In is way, they are similar to Ireland, where you can get a cuppa (more likely tea than coffee) in the pub. The whole family might congregate in the Irish version of a coffee house. As I chatted with the barkeep in a pub on the Dingle Peninsula, I noticed that the shelves behind him held an array of goods that a street kiosk might stock: small bags of potato chips, boxes of crackers, cans of Campbell soup, toothpaste and toothbrushes, packs of tissues. Coffee houses as opposed to pubs that sell coffee do exist in Ireland, but in the bigger towns. And you probably can’t get your toothpaste there.

Sweden takes it coffee seriously, and you may see coffee shops anywhere. We found one mixed in with the sleek aluminum and white leather and teak of Scandinavian furniture. Not just a counter in the showroom that served complementary coffee to buyers of sculptured chairs—a whole, complete coffee shop.  It was certainly a better atmosphere than the Internet coffee shop a few streets over, whose black walls attracted a whole crowd of purple and green-haired goths in clothing matching the walls.

When we planned a trip to Austria and Hungary, I was very concerned about being an outcast, since coffee houses are a Big Deal in those countries.  Surely they did not serve tea, I thought. Imagine my delight, when we first entered an 18th century coffee house with polished wood everywhere and racks of newspapers hanging in neat rows, available for anyone’s perusing. The menu included not just tea, but Earl Gray, Camomile, Mint and other choices.

Despite the nice choices of tea, when we dropped into the Mozart Coffee House in Salzburg, which sits next door to a restored apartment where Mozart’s family once lived, I had to drink coffee.  It wasn’t so much the coffee that lured me, but the fact that the Mozart Melange, served in a delicate white china cup edged in gold, was half hot choclate, piled mit schlag (whipped cream) and accompanied by a chocolate truffle. It is easy to forgive the bitter flavor of coffee when it comes wrapped in all that chocolate.  Another lovely tradition of the venerable coffee houses in the Austrian-Hungarian territory—they serve a glass of water along with the coffe or chocolate.

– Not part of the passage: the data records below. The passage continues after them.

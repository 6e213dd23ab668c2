// SPDX-License-Identifier: GPL-3.0-or-later
// Copyright (C) 2026 Erik van der Tier

//! 6502 branch encoder: `Bcc e`, `JMP nn`, and `DEX ; BNE e` for counted loops.

use crate::core::cpu::{CpuFamily, CpuType, EncodeError};
use crate::core::encoder::{relative_displacement, BranchEncoder, Condition};

use super::{CPU_6502, FAMILY_ID};

const OP_JMP_ABS: u8 = 0x4C;
const OP_DEX: u8 = 0xCA;
const OP_BNE: u8 = 0xD0;

fn branch_opcode(cond: Condition) -> Option<u8> {
    match cond {
        Condition::Plus => Some(0x10),
        Condition::Minus => Some(0x30),
        Condition::NoOverflow => Some(0x50),
        Condition::Overflow => Some(0x70),
        Condition::NoCarry => Some(0x90),
        Condition::Carry => Some(0xB0),
        Condition::NotZero => Some(0xD0),
        Condition::Zero => Some(0xF0),
        Condition::ParityEven | Condition::ParityOdd => None,
    }
}

/// Branch encoder for the 6502 and 65C02.
#[derive(Debug, Clone, Copy)]
pub struct M6502Encoder {
    cpu: CpuType,
}

impl Default for M6502Encoder {
    fn default() -> Self {
        Self::new(CPU_6502)
    }
}

impl M6502Encoder {
    pub fn new(cpu: CpuType) -> Self {
        Self { cpu }
    }

    fn opcode(&self, cond: Condition) -> Result<u8, EncodeError> {
        branch_opcode(cond).ok_or_else(|| EncodeError::unsupported_condition(self.cpu, cond))
    }
}

impl BranchEncoder for M6502Encoder {
    fn cpu_id(&self) -> CpuType {
        self.cpu
    }

    fn family_id(&self) -> CpuFamily {
        FAMILY_ID
    }

    fn conditional_len(&self, cond: Condition) -> Result<u16, EncodeError> {
        self.opcode(cond).map(|_| 2)
    }

    fn conditional_branch(
        &self,
        cond: Condition,
        at: u16,
        target: u16,
    ) -> Result<Vec<u8>, EncodeError> {
        let opcode = self.opcode(cond)?;
        let disp = relative_displacement("Bcc", at, 2, target)?;
        Ok(vec![opcode, disp])
    }

    fn branch_len(&self) -> u16 {
        3
    }

    fn branch_operand_offset(&self) -> u16 {
        1
    }

    fn unconditional_branch(&self, target: u16) -> Vec<u8> {
        let [lo, hi] = target.to_le_bytes();
        vec![OP_JMP_ABS, lo, hi]
    }

    fn counted_branch(&self, at: u16, anchor: u16) -> Result<Vec<u8>, EncodeError> {
        let disp = relative_displacement("BNE", at.wrapping_add(1), 2, anchor)?;
        Ok(vec![OP_DEX, OP_BNE, disp])
    }
}
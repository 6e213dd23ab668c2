// SPDX-License-Identifier: GPL-3.0-or-later
// Copyright (C) 2026 Erik van der Tier

// Library entry exposing the flow compiler, its encoders and the driver.
pub mod assembler;
pub mod core;
pub mod families;
pub mod flow;
pub mod m6809;
pub mod registry_defaults;
pub mod z80;
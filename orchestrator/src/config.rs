//! Configuration loading
//!
//! Settings come from `.speech-orchestrator.toml`; every section is optional.

use std::path::{Path, PathBuf};
use std::time::Duration;

use serde::Deserialize;

use crate::agent_config::RoleConfig;
use crate::error::DraftResult;
use crate::workflow::SequencingMode;

/// File name searched for in the current directory and its parents
pub const CONFIG_FILE_NAME: &str = ".speech-orchestrator.toml";

/// Find the config file by walking up the directory tree, then checking global config.
///
/// Search order:
/// 1. Current directory and parent directories (walking up to root)
/// 2. Global config at `<config_dir>/speech-orchestrator/config.toml`
fn find_config_file() -> Option<PathBuf> {
    if let Ok(cwd) = std::env::current_dir() {
        if let Some(found) = find_upwards(&cwd, CONFIG_FILE_NAME) {
            return Some(found);
        }
    }

    let global_path = dirs::config_dir()?
        .join("speech-orchestrator")
        .join("config.toml");
    global_path.exists().then_some(global_path)
}

fn find_upwards(start: &Path, filename: &str) -> Option<PathBuf> {
    let mut current = start.to_path_buf();
    loop {
        let candidate = current.join(filename);
        if candidate.exists() {
            return Some(candidate);
        }
        match current.parent() {
            Some(parent) => current = parent.to_path_buf(),
            None => return None,
        }
    }
}

/// Top-level configuration (from `.speech-orchestrator.toml`)
#[derive(Debug, Clone, Default, Deserialize)]
pub struct FileConfig {
    #[serde(default)]
    pub llm: LlmConfig,
    #[serde(default)]
    pub engine: EngineConfig,
    /// Per-role overrides
    #[serde(default)]
    pub roles: Vec<RoleConfig>,
}

/// Chat-completion endpoint settings
#[derive(Debug, Clone, Deserialize)]
pub struct LlmConfig {
    /// OpenAI-compatible base URL (without `/chat/completions`)
    #[serde(default = "default_base_url")]
    pub base_url: String,
    /// Default model for every role
    #[serde(default = "default_model")]
    pub model: String,
    /// Environment variable holding the API key
    #[serde(default = "default_api_key_env")]
    pub api_key_env: String,
    #[serde(default = "default_temperature")]
    pub temperature: f32,
    /// Per-request timeout
    #[serde(default = "default_timeout_secs")]
    pub timeout_secs: u64,
}

/// Engine behaviour settings
#[derive(Debug, Clone, Deserialize)]
pub struct EngineConfig {
    #[serde(default)]
    pub sequencing: SequencingMode,
    /// How long to wait for a checkpoint decision (none = forever)
    #[serde(default)]
    pub checkpoint_timeout_secs: Option<u64>,
    /// Retries allowed per stage
    #[serde(default = "default_max_stage_retries")]
    pub max_stage_retries: u32,
    /// Auto-approve every checkpoint
    #[serde(default)]
    pub non_interactive: bool,
}

fn default_base_url() -> String {
    "https://api.deepseek.com/v1".to_string()
}

fn default_model() -> String {
    "deepseek-chat".to_string()
}

fn default_api_key_env() -> String {
    "DEEPSEEK_API_KEY".to_string()
}

pub(crate) fn default_temperature() -> f32 {
    0.7
}

fn default_timeout_secs() -> u64 {
    60
}

fn default_max_stage_retries() -> u32 {
    3
}

impl Default for LlmConfig {
    fn default() -> Self {
        Self {
            base_url: default_base_url(),
            model: default_model(),
            api_key_env: default_api_key_env(),
            temperature: default_temperature(),
            timeout_secs: default_timeout_secs(),
        }
    }
}

impl LlmConfig {
    /// Read the API key from the configured environment variable
    pub fn api_key(&self) -> Option<String> {
        std::env::var(&self.api_key_env)
            .ok()
            .filter(|key| !key.is_empty())
    }

    pub fn timeout(&self) -> Duration {
        Duration::from_secs(self.timeout_secs)
    }
}

impl Default for EngineConfig {
    fn default() -> Self {
        Self {
            sequencing: SequencingMode::default(),
            checkpoint_timeout_secs: None,
            max_stage_retries: default_max_stage_retries(),
            non_interactive: false,
        }
    }
}

impl EngineConfig {
    pub fn checkpoint_timeout(&self) -> Option<Duration> {
        self.checkpoint_timeout_secs.map(Duration::from_secs)
    }
}

impl FileConfig {
    /// Load config from the discovered file, or defaults if there is none
    pub fn load() -> DraftResult<Self> {
        if let Some(config_path) = find_config_file() {
            tracing::debug!("Loading config from: {}", config_path.display());
            return Self::load_from_path(&config_path);
        }

        tracing::debug!("No {} found, using defaults", CONFIG_FILE_NAME);
        Ok(Self::default())
    }

    /// Load from a specific path
    pub fn load_from_path(path: &Path) -> DraftResult<Self> {
        let content = std::fs::read_to_string(path)?;
        Self::from_toml(&content)
    }

    /// Parse from a TOML string
    pub fn from_toml(toml_str: &str) -> DraftResult<Self> {
        Ok(toml::from_str(toml_str)?)
    }
}
//! Data advisor system prompt

pub const DATA_ADVISOR_PROMPT: &str = r#"You are the Data Advisor on a speech-drafting team.

## Your Role
- Supply figures, trends and concrete examples that support the message
- Take numbers only from the reference sources tagged "data"
- Round figures the way a listener can remember them

## Output Format
Return short paragraphs. Put the source name in brackets after each figure.

## Guidelines
- If a figure is missing, say so instead of estimating
- Never use a forbidden term
"#;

Of course the first challenge in a Austrian coffee shop is picking (or trying to avoid) a pastry. The glass pastry case is front and center.  We waddled from coffee shop to coffee shop appreciating the historic ambiance, the background music, the cultivated conversation buzzing around us, and the whipped cream.  In truth the cities of Vienna and Salzburg and Budapest gather their historic sites in a small enough area that you can walk and walk and walk, so we really did not gain weight, despite mit schlag.

I thought I had seen some pretty interesting coffee experiences.Then I talked on line to Nancy Sathre-Vogel, who blogs at http://familyonbikes.com  . She says of her experience in Ethiopia, “The ceremony starts out by spreading petals on the ground, then carefully arranging a three-legged stool, a small charcoal brazier, a tray for the cups and other odds and ends on the grass.”

The long ceremony includes roasting the coffee beans, walking around gently waving the aroma toward each person, and then grinding the beans into a pot of boiling water. If you want strong coffee, be sure to get yours from the first pot, because three pots are made from the same beans, so each is a bit weaker.

Nancy, like me, is not a coffee drinker, but she converted while in Ehtiopia, just to see the ceremony. “Although it seems formal, it really isn’t—it is happening at all times, everywhere,” Nancy says.

And that is completely fitting, since the goat nibbling on berries was discovered by an Ethiopian farmer.